= Elisse Boyd =

Composer

Elisse Boyd (born Agnes Elisse Corbett) (1910–1979) was a composer. She married William R. Boyd III and changed her name to Elisse Boyd. She had collaborated with Murray Grand and Leonard Whitcup. She had also collaborated with George Goehring with the songs "Sad but True" and "You Oughta be Ashamed".

== Early life ==
Agnes Elisse Corbett was born in 1910 in Peducah, Kentucky. Her father was Hal Corbett, who was a friend of fellow Kentuckians Alben W. Barkley (one of the vice presidents under President Truman) and humorist and columnist Irvin Cobb. Her father was claimed to have been one of the three men who were the inspiration for Irvin Cobb's composite character of Judge Priest.

== Career ==
Boyd began song writing with entering a Fort Worth, Texas contest for best theme song. She won in the competition sponsored by Casa Mañana Theater with the song "Dancing in the Moonlight", which was used for a 1937 performance at the theater.
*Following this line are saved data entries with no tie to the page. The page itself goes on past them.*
//! PCM16 wire codec
//!
//! Floats in [-1, 1] map to signed 16-bit little-endian integers. Encoding
//! scales by 32767 so that +1.0 never overflows; decoding divides by 32768,
//! so the round trip is lossy by at most one and a half quantization steps.

use bytes::{BufMut, Bytes, BytesMut};

use crate::error::CodecError;

const ENCODE_SCALE: f32 = 32767.0;
const DECODE_SCALE: f32 = 32768.0;

/// Encode samples to PCM16 LE, two bytes per sample
pub fn encode(samples: &[f32]) -> Bytes {
    let mut out = BytesMut::with_capacity(samples.len() * 2);
    encode_into(samples, &mut out);
    out.freeze()
}

/// Encode samples, appending to `out`
pub fn encode_into(samples: &[f32], out: &mut BytesMut) {
    out.reserve(samples.len() * 2);
    for &sample in samples {
        // NaN clamps to NaN and casts to 0
        let scaled = (sample.clamp(-1.0, 1.0) * ENCODE_SCALE).round();
        out.put_i16_le(scaled as i16);
    }
}

/// Decode PCM16 LE bytes to samples in [-1, 1)
pub fn decode(bytes: &[u8]) -> Result<Vec<f32>, CodecError> {
    if bytes.len() % 2 != 0 {
        return Err(CodecError::MalformedFrame(bytes.len()));
    }

    Ok(bytes
        .chunks_exact(2)
        .map(|pair| i16::from_le_bytes([pair[0], pair[1]]) as f32 / DECODE_SCALE)
        .collect())
}

#[cfg(test)]
mod tests {
    use super::*;
    use proptest::prelude::*;

    fn as_i16(bytes: &[u8]) -> Vec<i16> {
        bytes
            .chunks_exact(2)
            .map(|p| i16::from_le_bytes([p[0], p[1]]))
            .collect()
    }

    #[test]
    fn test_encode_known_values() {
        let encoded = encode(&[0.0, 1.0, -1.0, 0.5]);
        assert_eq!(encoded.len(), 8);
        assert_eq!(as_i16(&encoded), vec![0, 32767, -32767, 16384]);
        assert_eq!(&encoded[2..4], &[0xFF, 0x7F]);
    }

    #[test]
    fn test_encode_clamps_out_of_range() {
        let encoded = encode(&[1.5, -3.0, f32::INFINITY]);
        assert_eq!(as_i16(&encoded), vec![32767, -32767, 32767]);
    }

    #[test]
    fn test_decode_known_values() {
        let bytes = [0x00, 0x00, 0x00, 0x80, 0x00, 0x40];
        assert_eq!(decode(&bytes).unwrap(), vec![0.0, -1.0, 0.5]);
    }

    #[test]
    fn test_decode_rejects_odd_length() {
        assert_eq!(decode(&[0x00, 0x01, 0x02]), Err(CodecError::MalformedFrame(3)));
        assert_eq!(decode(&[]), Ok(vec![]));
    }

    proptest! {
        #[test]
        fn prop_round_trip_error_bound(samples in prop::collection::vec(-2.0f32..2.0, 0..1024)) {
            let decoded = decode(&encode(&samples)).unwrap();
            prop_assert_eq!(decoded.len(), samples.len());
            // Half a step from rounding plus |x| / 32768 from the 32767 vs
            // 32768 scale mismatch
            let bound = 1.5 / 32768.0 + 1e-6;
            for (d, s) in decoded.iter().zip(&samples) {
                let expected = s.clamp(-1.0, 1.0);
                prop_assert!((d - expected).abs() <= bound, "{} vs {}", d, expected);
            }
        }

        #[test]
        fn prop_odd_length_is_malformed(bytes in prop::collection::vec(any::<u8>(), 0..512)) {
            let result = decode(&bytes);
            if bytes.len() % 2 == 1 {
                prop_assert_eq!(result, Err(CodecError::MalformedFrame(bytes.len())));
            } else {
                prop_assert!(result.is_ok());
            }
        }

        #[test]
        fn prop_encoded_length(samples in prop::collection::vec(any::<f32>(), 0..1024)) {
            prop_assert_eq!(encode(&samples).len(), samples.len() * 2);
        }
    }
}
In 1944, her song "Lo! and Behold!" was first published in the United Kingdom during World War II so that she could be with her husband Colonel Boyd (his rank at that time during the war) who was stationed in Europe. The following year, the Frank Parker version of "Lo! and Behold!" was broadcast on the American Album of Familiar Music radio program. In the same year as the radio broadcast, she had announced to the print media that she was collaborating with composer Leonard Whitcup. With their collaboration, they had composed the song "Unbelievable" (1947).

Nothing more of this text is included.